The subtext is about the pipeline from wealth to power: campaign finance, lobbying armies, think-tank ecosystems, revolving-door appointments, friendly media ownership, even the quieter power to set the agenda by funding what gets researched, litigated, or legislated. Reich is arguing that democracy doesn’t just get threatened at the ballot box; it gets softened upstream, where policy options are pre-filtered by those who can afford access.
“Liberals” functions here as a rhetorical anchor, not a tribal shout. It signals a tradition: the New Deal lineage that treats government as the counterweight to private concentration. Coming from an economist and former Labor Secretary, the context isn’t campus rhetoric; it’s a diagnosis born of watching deregulation, weakened unions, and tax policy reshape bargaining power since the late 20th century. Reich’s intent is to shift the debate from envy to engineering: if you care about democratic outcomes, you can’t ignore the input conditions. The punch is that inequality isn’t only an economic metric; it’s a constitutional stress test.

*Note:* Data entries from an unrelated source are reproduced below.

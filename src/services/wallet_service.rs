use crate::error::ApiError;
use crate::models::app_state::AppState;
use crate::models::dtos::wallet_dto::{TransactionPosting, WalletHandle};
use crate::models::entities::transaction::{NewTransaction, Transaction};
use crate::repositories::transaction_repository::TransactionRepository;
use crate::repositories::user_repository::UserRepository;
use crate::repositories::wallet_repository::WalletRepository;
use diesel::Connection;
use tracing::{error, info, warn};

pub struct WalletService;

impl WalletService {
    /// Creates a wallet for an existing user. The account reference is
    /// derived as `{full_name}_{user_id}` and must be unique.
    pub async fn create_wallet(state: &AppState, user_id: i32) -> Result<WalletHandle, ApiError> {
        let mut conn = state.db.get().map_err(|_| {
            error!("wallet.create: failed to acquire db connection");
            ApiError::DatabaseConnection("Database unavailable".into())
        })?;

        let user = UserRepository::find_by_id(&mut conn, user_id)?.ok_or_else(|| {
            warn!(user_id, "wallet.create: unknown user");
            ApiError::NotFound(format!("No user found with id {}", user_id))
        })?;

        let account_reference = format!("{}_{}", user.full_name, user.id);

        let wallet = WalletRepository::create(&mut conn, user.id, &account_reference)?;

        info!(user_id, wallet_id = wallet.id, "Wallet created");

        Ok(WalletHandle {
            user_id: user.id,
            wallet_id: wallet.id,
            full_name: user.full_name,
            email: user.email,
            bvn: user.bvn,
            account_reference: wallet.account_reference,
        })
    }

    pub async fn get_balance(state: &AppState, user_id: i32) -> Result<f64, ApiError> {
        let mut conn = state.db.get().map_err(|_| {
            error!("wallet.balance: failed to acquire db connection");
            ApiError::DatabaseConnection("Database unavailable".into())
        })?;

        WalletRepository::balance_for_user(&mut conn, user_id)?
            .ok_or_else(|| ApiError::NotFound(format!("No wallet found for user id {}", user_id)))
    }

    /// Overwrites the balance of the wallet matching both the user id and
    /// the account reference. A zero-row match is NotFound, never a silent
    /// no-op.
    pub async fn set_balance(
        state: &AppState,
        user_id: i32,
        account_reference: &str,
        new_balance: f64,
    ) -> Result<(), ApiError> {
        let mut conn = state.db.get().map_err(|_| {
            error!("wallet.set_balance: failed to acquire db connection");
            ApiError::DatabaseConnection("Database unavailable".into())
        })?;

        let rows = WalletRepository::set_balance(&mut conn, user_id, account_reference, new_balance)?;

        if rows == 0 {
            warn!(user_id, account_reference, "wallet.set_balance: no matching wallet");
            return Err(ApiError::NotFound(format!(
                "No wallet found for user id {} with reference {}",
                user_id, account_reference
            )));
        }

        info!(user_id, new_balance, "Wallet balance updated");
        Ok(())
    }

    /// Appends a ledger row and applies the credit or debit to the wallet
    /// balance in one storage transaction. The settlement amount, when
    /// present, is what actually lands in the wallet. A reused provider
    /// reference fails DuplicateKey and changes nothing.
    pub async fn post_transaction(
        state: &AppState,
        wallet_id: i32,
        posting: TransactionPosting,
    ) -> Result<Transaction, ApiError> {
        let mut conn = state.db.get().map_err(|_| {
            error!("wallet.post: failed to acquire db connection");
            ApiError::DatabaseConnection("Database unavailable".into())
        })?;

        let transaction = conn.transaction::<Transaction, ApiError, _>(|conn| {
            WalletRepository::find_by_id(conn, wallet_id)?.ok_or_else(|| {
                ApiError::NotFound(format!("No wallet found with id {}", wallet_id))
            })?;

            let transaction = TransactionRepository::record(
                conn,
                NewTransaction {
                    wallet_id,
                    txn_type: posting.kind.as_str(),
                    amount: posting.amount,
                    settlement_amount: posting.settlement_amount,
                    bank_name: posting.bank_name.as_deref(),
                    monnify_tran_ref: &posting.monnify_tran_ref,
                    status: &posting.status,
                },
            )?;

            let delta = posting
                .kind
                .signed(posting.settlement_amount.unwrap_or(posting.amount));
            WalletRepository::adjust_balance(conn, wallet_id, delta)?;

            Ok(transaction)
        })?;

        info!(
            wallet_id,
            reference = %transaction.monnify_tran_ref,
            "Transaction posted"
        );

        Ok(transaction)
    }
}
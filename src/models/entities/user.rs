use chrono::NaiveDateTime;
use diesel::{Identifiable, Insertable, Queryable};
use serde::Serialize;

#[derive(Debug, Clone, Queryable, Identifiable, Serialize)]
#[diesel(table_name = crate::schema::users)]
pub struct User {
    pub id: i32,
    pub full_name: String,
    pub email: String,
    pub mobile_no: String,
    pub bvn: String,
    pub nin: String,
    pub dob: String,
    #[serde(skip_serializing)]
    pub password_hash: String,
    pub created_at: NaiveDateTime,
}

#[derive(Insertable)]
#[diesel(table_name = crate::schema::users)]
pub struct NewUser<'a> {
    pub full_name: &'a str,
    pub email: &'a str,
    pub mobile_no: &'a str,
    pub bvn: &'a str,
    pub nin: &'a str,
    pub dob: &'a str,
    pub password_hash: &'a str,
}
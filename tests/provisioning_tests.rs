mod common;

use common::{create_test_state, register_user};
use diesel::prelude::*;
use kudipay::error::ApiError;
use kudipay::models::dtos::provisioning_dto::ProvisioningStatus;
use kudipay::schema::{virtual_accounts, wallets};
use kudipay::services::provisioning_service::ProvisioningService;
use serde_json::json;
use wiremock::matchers::{method, path};
use wiremock::{Mock, MockServer, ResponseTemplate};

const RESERVED_ACCOUNTS_PATH: &str = "/api/v2/bank-transfer/reserved-accounts";

fn reservation_response() -> serde_json::Value {
    json!({
        "requestSuccessful": true,
        "responseMessage": "success",
        "responseCode": "0",
        "responseBody": {
            "contractCode": "4934121693",
            "accountReference": "Alice Doe_1",
            "accountName": "Alice Doe",
            "currencyCode": "NGN",
            "customerEmail": "a@x.com",
            "customerName": "Alice Doe",
            "accounts": [
                {
                    "bankCode": "50515",
                    "bankName": "Moniepoint Microfinance Bank",
                    "accountNumber": "8012345678"
                }
            ],
            "collectionChannel": "RESERVED_ACCOUNT",
            "reservationReference": "LXQPQK2DW6GPMYB2BA2X",
            "reservedAccountType": "GENERAL",
            "status": "ACTIVE",
            "createdOn": "2026-08-05 10:22:53.0"
        }
    })
}

#[tokio::test]
async fn full_onboarding_scenario() {
    let mock_server = MockServer::start().await;
    Mock::given(method("POST"))
        .and(path(RESERVED_ACCOUNTS_PATH))
        .respond_with(ResponseTemplate::new(200).set_body_json(reservation_response()))
        .mount(&mock_server)
        .await;

    let state = create_test_state(&mock_server.uri());
    let user_id = register_user(&state, "Alice Doe", "a@x.com", "0800", "BVN1", "NIN1").await;
    assert_eq!(user_id, 1);

    let status = ProvisioningService::status(&state, user_id)
        .await
        .expect("status");
    assert_eq!(status, ProvisioningStatus::Registered);

    let account = ProvisioningService::provision(&state, user_id)
        .await
        .expect("provision");

    assert_eq!(account.user_id, 1);
    assert_eq!(account.wallet_id, 1);
    assert_eq!(account.account_number, "8012345678");
    assert_eq!(account.bank_name, "Moniepoint Microfinance Bank");
    assert_eq!(account.bank_code, "50515");
    assert_eq!(account.reservation_reference, "LXQPQK2DW6GPMYB2BA2X");
    assert_eq!(account.created_on, "2026-08-05 10:22:53.0");

    let mut conn = state.db.get().unwrap();

    let reference: String = wallets::table
        .find(account.wallet_id)
        .select(wallets::account_reference)
        .first(&mut conn)
        .unwrap();
    assert_eq!(reference, "Alice Doe_1");

    let linked: (i32, i32) = virtual_accounts::table
        .find(account.virtual_account_id)
        .select((virtual_accounts::user_id, virtual_accounts::wallet_id))
        .first(&mut conn)
        .unwrap();
    assert_eq!(linked, (1, 1));
    drop(conn);

    let status = ProvisioningService::status(&state, user_id)
        .await
        .expect("status");
    assert_eq!(
        status,
        ProvisioningStatus::AccountReserved {
            wallet_id: 1,
            virtual_account_id: 1
        }
    );
}

#[tokio::test]
async fn provision_is_idempotent_once_reserved() {
    let mock_server = MockServer::start().await;
    // the reservation endpoint must only ever be hit once
    Mock::given(method("POST"))
        .and(path(RESERVED_ACCOUNTS_PATH))
        .respond_with(ResponseTemplate::new(200).set_body_json(reservation_response()))
        .expect(1)
        .mount(&mock_server)
        .await;

    let state = create_test_state(&mock_server.uri());
    let user_id = register_user(&state, "Alice Doe", "a@x.com", "0800", "BVN1", "NIN1").await;

    let first = ProvisioningService::provision(&state, user_id)
        .await
        .expect("first provision");
    let second = ProvisioningService::provision(&state, user_id)
        .await
        .expect("second provision");

    assert_eq!(first.virtual_account_id, second.virtual_account_id);
    assert_eq!(first.account_number, second.account_number);

    let mut conn = state.db.get().unwrap();
    let count: i64 = wallets::table.count().get_result(&mut conn).unwrap();
    assert_eq!(count, 1);
}

#[tokio::test]
async fn empty_accounts_list_yields_missing_account_data_and_persists_nothing() {
    let mut body = reservation_response();
    body["responseBody"]["accounts"] = json!([]);

    let mock_server = MockServer::start().await;
    Mock::given(method("POST"))
        .and(path(RESERVED_ACCOUNTS_PATH))
        .respond_with(ResponseTemplate::new(200).set_body_json(body))
        .mount(&mock_server)
        .await;

    let state = create_test_state(&mock_server.uri());
    let user_id = register_user(&state, "Alice Doe", "a@x.com", "0800", "BVN1", "NIN1").await;

    let result = ProvisioningService::provision(&state, user_id).await;
    assert!(matches!(result, Err(ApiError::MissingAccountData)));

    let mut conn = state.db.get().unwrap();
    let count: i64 = virtual_accounts::table.count().get_result(&mut conn).unwrap();
    assert_eq!(count, 0);
    drop(conn);

    // the wallet survives; provisioning can be retried from here
    let status = ProvisioningService::status(&state, user_id)
        .await
        .expect("status");
    assert_eq!(status, ProvisioningStatus::WalletCreated { wallet_id: 1 });
}

#[tokio::test]
async fn failed_reservation_is_partial_and_resumable() {
    let mock_server = MockServer::start().await;

    // first call fails at the provider, the retry succeeds
    Mock::given(method("POST"))
        .and(path(RESERVED_ACCOUNTS_PATH))
        .respond_with(ResponseTemplate::new(500).set_body_string("internal error"))
        .up_to_n_times(1)
        .mount(&mock_server)
        .await;
    Mock::given(method("POST"))
        .and(path(RESERVED_ACCOUNTS_PATH))
        .respond_with(ResponseTemplate::new(200).set_body_json(reservation_response()))
        .mount(&mock_server)
        .await;

    let state = create_test_state(&mock_server.uri());
    let user_id = register_user(&state, "Alice Doe", "a@x.com", "0800", "BVN1", "NIN1").await;

    let first = ProvisioningService::provision(&state, user_id).await;
    match first {
        Err(ApiError::PartiallyProvisioned { wallet_id, .. }) => assert_eq!(wallet_id, 1),
        other => panic!("expected PartiallyProvisioned, got {:?}", other),
    }

    let second = ProvisioningService::provision(&state, user_id)
        .await
        .expect("resumed provision");
    assert_eq!(second.wallet_id, 1);

    // the retry reused the wallet from the failed run
    let mut conn = state.db.get().unwrap();
    let count: i64 = wallets::table.count().get_result(&mut conn).unwrap();
    assert_eq!(count, 1);
}

#[tokio::test]
async fn provision_for_unknown_user_is_not_found() {
    let state = create_test_state("http://127.0.0.1:1");

    let result = ProvisioningService::provision(&state, 42).await;
    assert!(matches!(result, Err(ApiError::NotFound(_))));
}

#[tokio::test]
async fn duplicate_account_number_from_provider_is_a_duplicate_key() {
    let mock_server = MockServer::start().await;
    Mock::given(method("POST"))
        .and(path(RESERVED_ACCOUNTS_PATH))
        .respond_with(ResponseTemplate::new(200).set_body_json(reservation_response()))
        .mount(&mock_server)
        .await;

    let state = create_test_state(&mock_server.uri());

    let alice = register_user(&state, "Alice Doe", "a@x.com", "0800", "BVN1", "NIN1").await;
    ProvisioningService::provision(&state, alice)
        .await
        .expect("first reservation");

    // the mock hands the same account number to the next user
    let bob = register_user(&state, "Bob Roe", "b@x.com", "0801", "BVN2", "NIN2").await;
    let result = ProvisioningService::provision(&state, bob).await;

    assert!(matches!(result, Err(ApiError::DuplicateKey(_))));
}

The subtext is about the pipeline from wealth to power: campaign finance, lobbying armies, think-tank ecosystems, revolving-door appointments, friendly media ownership, even the quieter power to set the agenda by funding what gets researched, litigated, or legislated. Reich is arguing that democracy doesn’t just get threatened at the ballot box; it gets softened upstream, where policy options are pre-filtered by those who can afford access.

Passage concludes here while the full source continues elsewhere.